Una panoramica dei benefici ambientali e degli svantaggi dello Smart Working

Il telelavoro può essere un’alternativa lavorativa sostenibile? Per rispondere basta pensare a quante persone la mattina prendono l’auto per recarsi in ufficio, per poi iniziare un’attività che potrebbero svolgere direttamente da casa propria. Quanti, infatti, per lavorare necessitano soltanto di internet e computer? Vediamone anche i vantaggi e quali, invece, sono gli aspetti negativi.

Il telelavoro è davvero amico dell’ambiente?

Cos’è il telelavoro

Se il tipo di mansione lo consente, questa modalità remota permette di lavorare dalla scrivania della propria abitazione e comunicare con l’azienda attraverso internet, senza doversi spostare in un’altra sede e, quindi, senza dover utilizzare mezzi di trasporto sia privati che pubblici.

Benefici del telelavoro

Sicuramente ci sono diversi vantaggi a lavorare da remoto.

  • Flessibilità di orario. I dipendenti possono organizzare il proprio tempo in modo più flessibile, adattandolo meglio alle proprie esigenze personali e familiari. Questo può migliorare la loro soddisfazione e produttività.
  • Risparmio sui costi di spostamento. Si eiminano i costi e il tempo necessari per recarsi sul luogo di lavoro, come spese di carburante, biglietti dei mezzi pubblici, ecc. Questo porta a un risparmio sia per i dipendenti che per l’azienda.
  • Miglior equilibrio vita-lavoro. Permette di avere più tempo da dedicare alla propria vita personale e familiare, riducendo lo stress legato agli spostamenti e offrendo maggiore flessibilità.
  • Maggiore produttività: Diversi studi hanno dimostrato che i dipendenti in telelavoro tendono ad essere più produttivi, grazie alla riduzione delle distrazioni e a una maggiore concentrazione.
  • Accesso a un bacino di talenti più ampio. Le aziende possono assumere personale da diverse aree geografiche, non più limitate dalla necessità di lavorare in ufficio.
  • Minore impatto ambientale. Contribuisce a ridurre l’inquinamento e il traffico, in quanto diminuisce gli spostamenti. DIminuisce le emissioni legate agli spostamenti. Anche gli uffici consumano meno emergia per riscaldamento o raffrescamento.
  • Maggiore inclusione. Offre delle opportunità lavorative anche a persone con disabilità o altri vincoli che rendono difficile lo spostamento da e per l’ufficio.

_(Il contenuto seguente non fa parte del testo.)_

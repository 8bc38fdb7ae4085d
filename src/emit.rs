//! Rendering symbolic M (§4.4's output) into the external concrete syntax
//! tree (§4.6, §6), and its inverse: parsing that same tree back into
//! symbolic M for the decompiler (§4.7) to interpret.
//!
//! Record/variant types have no concrete-syntax counterpart — M only knows
//! `pair`/`or` — so every [`Ty`] is resolved through the [`Env`]'s
//! registries before rendering ([`resolve_ty_shape`]). The inverse direction
//! never needs this: a parsed type is already built from `pair`/`or`, so it
//! decodes straight into the same structural [`TyKind`] shapes.

use crate::codegen::Compiled;
use crate::env::Env;
use crate::error::{CompileError, DecompileError, DecompileErrorKind, InternalError, Result};
use crate::loc::FileSpan;
use crate::prim::PrimOp;
use crate::symbol::{Symbol, intern};
use crate::types::concrete::{Node, Program, field_annot, var_annot};
use crate::types::instr::{Block, Cadr, Inst, InstForm};
use crate::types::konst::Const;
use crate::types::ty::{Ground, Ty, TyKind};

fn internal(message: impl Into<String>) -> CompileError {
  CompileError::Internal(InternalError::new("emit", message.into()))
}

fn unstructured(message: impl Into<String>) -> CompileError {
  CompileError::Decompilation(DecompileError {
    kind: DecompileErrorKind::UnstructuredProgram(message.into()),
    loc: FileSpan::dummy(),
  })
}

// ---------------------------------------------------------------------------
// compile direction: Compiled -> Program
// ---------------------------------------------------------------------------

/// Render a compiled contract as the external syntax tree (§6). `env` supplies
/// the record/variant registries the parameter/storage types may still refer
/// to, since the encoder only binarizes terms, not declared type shapes.
pub fn emit(compiled: &Compiled, env: &Env) -> Result<Program> {
  Ok(Program {
    parameter: ty_to_node(env, &compiled.parameter)?,
    storage: ty_to_node(env, &compiled.storage)?,
    code: Node::Seq(emit_block(env, &compiled.code)?),
  })
}

/// Expand every [`TyKind::Record`]/[`TyKind::Variant`] reachable from `ty`
/// into the `pair`/`or` shape the encoder would have binarized it to, using
/// declaration order exactly as the encoder does (§4.2 "Record construction",
/// "Variant constructors").
pub fn resolve_ty_shape(env: &Env, ty: &Ty) -> Result<Ty> {
  Ok(match &**ty {
    TyKind::Record(name) => {
      let def = env.records.get(name).ok_or_else(|| internal(format!("unknown record `{name}`")))?;
      let tys: Vec<Ty> = def.fields.iter().map(|(_, t)| resolve_ty_shape(env, t)).collect::<Result<_>>()?;
      if tys.len() == 1 { tys[0].clone() } else { TyKind::tuple(tys) }
    }
    TyKind::Variant(name) => {
      let def = env.variants.get(name).ok_or_else(|| internal(format!("unknown variant `{name}`")))?;
      let tys: Vec<Ty> = def.ctors.iter().map(|(_, t)| resolve_ty_shape(env, t)).collect::<Result<_>>()?;
      right_leaning_or(&tys)
    }
    TyKind::Tuple(ts) => TyKind::tuple(ts.iter().map(|t| resolve_ty_shape(env, t)).collect::<Result<Vec<_>>>()?),
    TyKind::Option(t) => TyKind::Option(resolve_ty_shape(env, t)?).into(),
    TyKind::Or(a, b) => TyKind::Or(resolve_ty_shape(env, a)?, resolve_ty_shape(env, b)?).into(),
    TyKind::List(t) => TyKind::List(resolve_ty_shape(env, t)?).into(),
    TyKind::Set(t) => TyKind::Set(resolve_ty_shape(env, t)?).into(),
    TyKind::Map(k, v) => TyKind::Map(resolve_ty_shape(env, k)?, resolve_ty_shape(env, v)?).into(),
    TyKind::BigMap(k, v) => TyKind::BigMap(resolve_ty_shape(env, k)?, resolve_ty_shape(env, v)?).into(),
    TyKind::Contract(t) => TyKind::Contract(resolve_ty_shape(env, t)?).into(),
    TyKind::Lambda(a, b) => TyKind::Lambda(resolve_ty_shape(env, a)?, resolve_ty_shape(env, b)?).into(),
    TyKind::Closure(a, b, c) =>
      TyKind::Closure(resolve_ty_shape(env, a)?, resolve_ty_shape(env, b)?, resolve_ty_shape(env, c)?).into(),
    TyKind::Ground(_) => ty.clone(),
  })
}

fn right_leaning_or(tys: &[Ty]) -> Ty {
  match tys {
    [] => TyKind::unit(),
    [t] => t.clone(),
    [t, rest @ ..] => TyKind::Or(t.clone(), right_leaning_or(rest)).into(),
  }
}

fn ground_name(g: Ground) -> &'static str {
  match g {
    Ground::Unit => "unit", Ground::Bool => "bool", Ground::Int => "int", Ground::Nat => "nat",
    Ground::Tez => "tez", Ground::String => "string", Ground::Bytes => "bytes",
    Ground::Timestamp => "timestamp", Ground::Key => "key", Ground::KeyHash => "key_hash",
    Ground::Signature => "signature", Ground::Operation => "operation", Ground::Address => "address",
  }
}

fn ground_of_name(s: &str) -> Option<Ground> {
  Some(match s {
    "unit" => Ground::Unit, "bool" => Ground::Bool, "int" => Ground::Int, "nat" => Ground::Nat,
    "tez" => Ground::Tez, "string" => Ground::String, "bytes" => Ground::Bytes,
    "timestamp" => Ground::Timestamp, "key" => Ground::Key, "key_hash" => Ground::KeyHash,
    "signature" => Ground::Signature, "operation" => Ground::Operation, "address" => Ground::Address,
    _ => return None,
  })
}

fn ty_to_node(env: &Env, ty: &Ty) -> Result<Node> { shape_to_node(&resolve_ty_shape(env, ty)?) }

fn shape_to_node(ty: &Ty) -> Result<Node> {
  Ok(match &**ty {
    TyKind::Ground(g) => Node::prim(ground_name(*g)),
    TyKind::Tuple(ts) => tuple_shape_node(ts)?,
    TyKind::Option(t) => Node::prim_args("option", vec![shape_to_node(t)?]),
    TyKind::Or(a, b) => Node::prim_args("or", vec![shape_to_node(a)?, shape_to_node(b)?]),
    TyKind::List(t) => Node::prim_args("list", vec![shape_to_node(t)?]),
    TyKind::Set(t) => Node::prim_args("set", vec![shape_to_node(t)?]),
    TyKind::Map(k, v) => Node::prim_args("map", vec![shape_to_node(k)?, shape_to_node(v)?]),
    TyKind::BigMap(k, v) => Node::prim_args("big_map", vec![shape_to_node(k)?, shape_to_node(v)?]),
    TyKind::Contract(t) => Node::prim_args("contract", vec![shape_to_node(t)?]),
    TyKind::Lambda(a, b) | TyKind::Closure(a, b, _) => Node::prim_args("lambda", vec![shape_to_node(a)?, shape_to_node(b)?]),
    TyKind::Record(_) | TyKind::Variant(_) => return Err(internal("unresolved record/variant reached rendering")),
  })
}

fn tuple_shape_node(ts: &[Ty]) -> Result<Node> {
  if ts.len() == 2 { return Ok(Node::prim_args("pair", vec![shape_to_node(&ts[0])?, shape_to_node(&ts[1])?])); }
  Ok(Node::prim_args("pair", vec![shape_to_node(&ts[0])?, tuple_shape_node(&ts[1..])?]))
}

fn const_to_node(c: &Const) -> Result<Node> {
  Ok(match c {
    Const::Unit => Node::prim("Unit"),
    Const::Bool(b) => Node::prim(if *b { "True" } else { "False" }),
    Const::Int(n) | Const::Nat(n) | Const::Tez(n) | Const::Timestamp(n) => Node::int(n),
    Const::String(s) => Node::string(s.to_string()),
    Const::Bytes(b) => Node::bytes_hex(hex::encode(&**b)),
    Const::Key(s) | Const::KeyHash(s) | Const::Signature(s) | Const::Address(s) => Node::string(s.to_string()),
    Const::None(_) => Node::prim("None"),
    Const::Some(inner) => Node::prim_args("Some", vec![const_to_node(inner)?]),
    Const::Left(inner, _) => Node::prim_args("Left", vec![const_to_node(inner)?]),
    Const::Right(_, inner) => Node::prim_args("Right", vec![const_to_node(inner)?]),
    Const::Tuple(cs) => tuple_const_node(cs)?,
    Const::List(_, cs) | Const::Set(_, cs) => Node::Seq(cs.iter().map(const_to_node).collect::<Result<_>>()?),
    Const::Map(_, _, kvs) => Node::Seq(
      kvs.iter().map(|(k, v)| Ok(Node::prim_args("Elt", vec![const_to_node(k)?, const_to_node(v)?]))).collect::<Result<_>>()?,
    ),
    Const::EmptyBigMap(..) => Node::Seq(vec![]),
    Const::Record(..) | Const::Variant(..) => return Err(internal("unresolved record/variant constant reached rendering")),
  })
}

fn tuple_const_node(cs: &[Const]) -> Result<Node> {
  if cs.len() == 2 { return Ok(Node::prim_args("Pair", vec![const_to_node(&cs[0])?, const_to_node(&cs[1])?])); }
  Ok(Node::prim_args("Pair", vec![const_to_node(&cs[0])?, tuple_const_node(&cs[1..])?]))
}

fn cadr_mnemonic(c: Cadr) -> &'static str { match c { Cadr::Car => "CAR", Cadr::Cdr => "CDR" } }

/// Every pure arithmetic/comparison/collection primitive's M mnemonic (§3 op
/// table). The ambient ones (`self`, `balance`, ...) never reach this match —
/// the code generator already lowered them to their own dedicated [`InstForm`].
fn prim_mnemonic(op: PrimOp) -> &'static str {
  match op {
    PrimOp::Add => "ADD", PrimOp::Sub => "SUB", PrimOp::Mul => "MUL", PrimOp::EDiv => "EDIV",
    PrimOp::Neg => "NEG", PrimOp::Abs => "ABS", PrimOp::IsNat => "ISNAT", PrimOp::ToInt => "INT",
    PrimOp::Eq => "EQ", PrimOp::Ne => "NEQ", PrimOp::Lt => "LT", PrimOp::Le => "LE",
    PrimOp::Gt => "GT", PrimOp::Ge => "GE", PrimOp::Compare => "COMPARE",
    PrimOp::And => "AND", PrimOp::Or => "OR", PrimOp::Xor => "XOR", PrimOp::Not => "NOT",
    PrimOp::Shl => "LSL", PrimOp::Shr => "LSR", PrimOp::Concat => "CONCAT",
    PrimOp::Size => "SIZE", PrimOp::Slice => "SLICE", PrimOp::MemSet => "MEM", PrimOp::GetMap => "GET",
    PrimOp::UpdateMap => "UPDATE", PrimOp::CheckSignature => "CHECK_SIGNATURE",
    PrimOp::Blake2b => "BLAKE2B", PrimOp::Sha256 => "SHA256", PrimOp::Sha512 => "SHA512",
    PrimOp::HashKey => "HASH_KEY",
    // ambient primitives have dedicated InstForm variants; kept here only so
    // this match stays exhaustive against PrimOp.
    PrimOp::Pack => "PACK", PrimOp::Self_ => "SELF", PrimOp::Balance => "BALANCE", PrimOp::Now => "NOW",
    PrimOp::Amount => "AMOUNT", PrimOp::Sender => "SENDER", PrimOp::Source => "SOURCE",
    PrimOp::StepsToQuota => "STEPS_TO_QUOTA", PrimOp::Address => "ADDRESS",
    PrimOp::SetDelegate => "SET_DELEGATE", PrimOp::ImplicitAccount => "IMPLICIT_ACCOUNT",
  }
}

/// The four-instruction shape the entry frame prelude always opens with
/// (`DUP; CAR; SWAP; CDR`), unpacking the machine's single `pair parameter
/// storage` argument. It has no dedicated [`InstForm`] — the code generator
/// builds it from the same `Access`/`Dup`/`Swap` primitives a user projection
/// would — but is common enough, and distinctive enough as `UNPAIR` in the
/// rendered syntax (§8 scenario 1), to fold back into one node here.
fn unpair_prelude(block: &[Inst]) -> bool {
  matches!(
    block,
    [
      Inst { form: InstForm::Dup(0), .. },
      Inst { form: InstForm::Access(chain1, None), .. },
      Inst { form: InstForm::Swap, .. },
      Inst { form: InstForm::Access(chain2, None), .. },
      ..
    ] if **chain1 == [Cadr::Car] && **chain2 == [Cadr::Cdr]
  )
}

fn emit_block(env: &Env, block: &Block) -> Result<Vec<Node>> {
  let mut out = Vec::with_capacity(block.len());
  let mut i = 0;
  while i < block.len() {
    if unpair_prelude(&block[i..]) {
      out.push(Node::prim("UNPAIR"));
      i += 4;
      continue;
    }
    emit_inst(env, &block[i], &mut out)?;
    i += 1;
  }
  Ok(out)
}

fn emit_inst(env: &Env, inst: &Inst, out: &mut Vec<Node>) -> Result<()> {
  if let InstForm::Rename(sym) = &inst.form {
    if let Some(last) = out.pop() { out.push(last.with_annot(var_annot(&sym.as_str()))); }
    return Ok(());
  }
  let mut node = match &inst.form {
    InstForm::Dup(0) => Node::prim("DUP"),
    InstForm::Dup(n) => Node::prim_args("DUP", vec![Node::int(n)]),
    InstForm::Swap => Node::prim("SWAP"),
    InstForm::Dip(n, b) => Node::prim_args("DIP", vec![Node::int(n), Node::Seq(emit_block(env, b)?)]),
    InstForm::DipDrop(0, k) => Node::prim_args("DROP", vec![Node::int(k)]),
    InstForm::DipDrop(n, k) =>
      Node::prim_args("DIP", vec![Node::int(n), Node::Seq(vec![Node::prim_args("DROP", vec![Node::int(k)])])]),
    InstForm::Drop(n) => if *n == 1 { Node::prim("DROP") } else { Node::prim_args("DROP", vec![Node::int(n)]) },
    InstForm::Pair => Node::prim("PAIR"),
    InstForm::Access(chain, label) => {
      for (idx, step) in chain.iter().enumerate() {
        let mut n = Node::prim(cadr_mnemonic(*step));
        if idx + 1 == chain.len() { if let Some(l) = label { n = n.with_annot(field_annot(&l.as_str())); } }
        out.push(n);
      }
      return Ok(());
    }
    InstForm::Record(fields) => {
      for f in fields.iter() {
        if let Some(label) = f { out.push(Node::prim("PAIR").with_annot(field_annot(&label.as_str()))); }
      }
      record_shape_node(fields.len())
    }
    InstForm::Left(other_ty, label) => {
      let mut n = Node::prim_args("LEFT", vec![ty_to_node(env, other_ty)?]);
      if let Some(l) = label { n = n.with_annot(var_annot(&l.as_str())); }
      n
    }
    InstForm::Right(other_ty, label) => {
      let mut n = Node::prim_args("RIGHT", vec![ty_to_node(env, other_ty)?]);
      if let Some(l) = label { n = n.with_annot(var_annot(&l.as_str())); }
      n
    }
    InstForm::Some_ => Node::prim("SOME"),
    InstForm::None_(ty) => Node::prim_args("NONE", vec![ty_to_node(env, ty)?]),
    InstForm::Nil(ty) => Node::prim_args("NIL", vec![ty_to_node(env, ty)?]),
    InstForm::Cons => Node::prim("CONS"),
    InstForm::EmptySet(ty) => Node::prim_args("EMPTY_SET", vec![ty_to_node(env, ty)?]),
    InstForm::EmptyMap(k, v) => Node::prim_args("EMPTY_MAP", vec![ty_to_node(env, k)?, ty_to_node(env, v)?]),
    InstForm::EmptyBigMap(k, v) => Node::prim_args("EMPTY_BIG_MAP", vec![ty_to_node(env, k)?, ty_to_node(env, v)?]),
    InstForm::Push(c) => Node::prim_args("PUSH", vec![shape_to_node(&const_shape_ty(c)?)?, const_to_node(c)?]),
    InstForm::If(a, b) => Node::prim_args("IF", vec![Node::Seq(emit_block(env, a)?), Node::Seq(emit_block(env, b)?)]),
    InstForm::IfNone(a, b) => Node::prim_args("IF_NONE", vec![Node::Seq(emit_block(env, a)?), Node::Seq(emit_block(env, b)?)]),
    InstForm::IfLeft(a, b) => Node::prim_args("IF_LEFT", vec![Node::Seq(emit_block(env, a)?), Node::Seq(emit_block(env, b)?)]),
    InstForm::IfCons(a, b) => Node::prim_args("IF_CONS", vec![Node::Seq(emit_block(env, a)?), Node::Seq(emit_block(env, b)?)]),
    InstForm::Loop(b) => Node::prim_args("LOOP", vec![Node::Seq(emit_block(env, b)?)]),
    InstForm::LoopLeft(b) => Node::prim_args("LOOP_LEFT", vec![Node::Seq(emit_block(env, b)?)]),
    InstForm::Iter(b) => Node::prim_args("ITER", vec![Node::Seq(emit_block(env, b)?)]),
    InstForm::Map(b) => Node::prim_args("MAP", vec![Node::Seq(emit_block(env, b)?)]),
    InstForm::Lambda(a, b, body) =>
      Node::prim_args("LAMBDA", vec![ty_to_node(env, a)?, ty_to_node(env, b)?, Node::Seq(emit_block(env, body)?)]),
    InstForm::Exec => Node::prim("EXEC"),
    InstForm::Rename(_) => unreachable!("handled above"),
    InstForm::Failwith => Node::prim("FAILWITH"),
    InstForm::Prim(op) => Node::prim(prim_mnemonic(*op)),
    InstForm::TransferTokens => Node::prim("TRANSFER_TOKENS"),
    InstForm::Self_ => Node::prim("SELF"),
    InstForm::Balance => Node::prim("BALANCE"),
    InstForm::Now => Node::prim("NOW"),
    InstForm::Amount => Node::prim("AMOUNT"),
    InstForm::Sender => Node::prim("SENDER"),
    InstForm::Source => Node::prim("SOURCE"),
    InstForm::StepsToQuota => Node::prim("STEPS_TO_QUOTA"),
    InstForm::AddressOf => Node::prim("ADDRESS"),
    InstForm::Contract(ty) => Node::prim_args("CONTRACT", vec![ty_to_node(env, ty)?]),
    InstForm::SetDelegate => Node::prim("SET_DELEGATE"),
    InstForm::ImplicitAccount => Node::prim("IMPLICIT_ACCOUNT"),
    InstForm::CreateAccount => Node::prim("CREATE_ACCOUNT"),
    InstForm::CreateContract => Node::prim("CREATE_CONTRACT"),
    InstForm::Pack => Node::prim("PACK"),
    InstForm::Unpack(ty) => Node::prim_args("UNPACK", vec![ty_to_node(env, ty)?]),
  };
  if let Some(name) = inst.name { node = node.with_annot(var_annot(&name.as_str())); }
  out.push(node);
  Ok(())
}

Quanto il telelavoro è sostenibile?

Se si considera che gli spostamenti casa-lavoro-casa sono uno dei principali motivi per cui le strade si riempiono di traffico e che il traffico a sua volta è una delle maggiori cause di inquinamento, si capisce come questa pratica possa apportare un grosso beneficio ambientale.

I vantaggi ambientali derivanti dal telelavoro sono diversi. Oltre ad azzerare il costo energetico del carburante, permette una riduzione degli spazi e dei ‘consumi d’ufficio’ (come riscaldamento, illuminazione, aria condizionata, ascensore…), i quali spesso avvengono anche quando i locali sono vuoti o semi-vuoti.

E gli svantaggi?

In una panoramica del fenomeno, non possono essere negati alcuni potenziali svantaggi o limitazioni del telelavoro. Tra questi, vanno citati:

  • Aumento dei consumi domestici: il lavoro a distanza può aumentare il consumo di energia e risorse a livello domestico.
  • Dipendenza dalle tecnologie digitali: l’uso di dispositivi elettronici e internet ha un impatto ambientale, soprattutto per quanto riguarda la produzione e lo smaltimento dei dispositivi elettronici e l’energia consumata dai data center.
  • Senso di alienazione / perdita di socialità: il contatto personale rimane insostituibile ed è un aspetto da tenere in seria considerazione per quanto riguarda la salute mentale dei lavoratori.

Perché in Italia il telelavoro è poco diffuso?

Il telelavoro è dunque un modo per razionalizzare i consumi e ridurre significativamente gli spostamenti.
In Italia è mediamente diffuso.

Dopo la grande impennata del lock-down dovuto alla pandemia, molte aziende hanno deciso di ripristinare la presenza in ufficio completamente, oppure inaugurare un modello ibrido, in cui si passano 2-3 giorni fisicamente in azienda e 1-2 giorni a casa.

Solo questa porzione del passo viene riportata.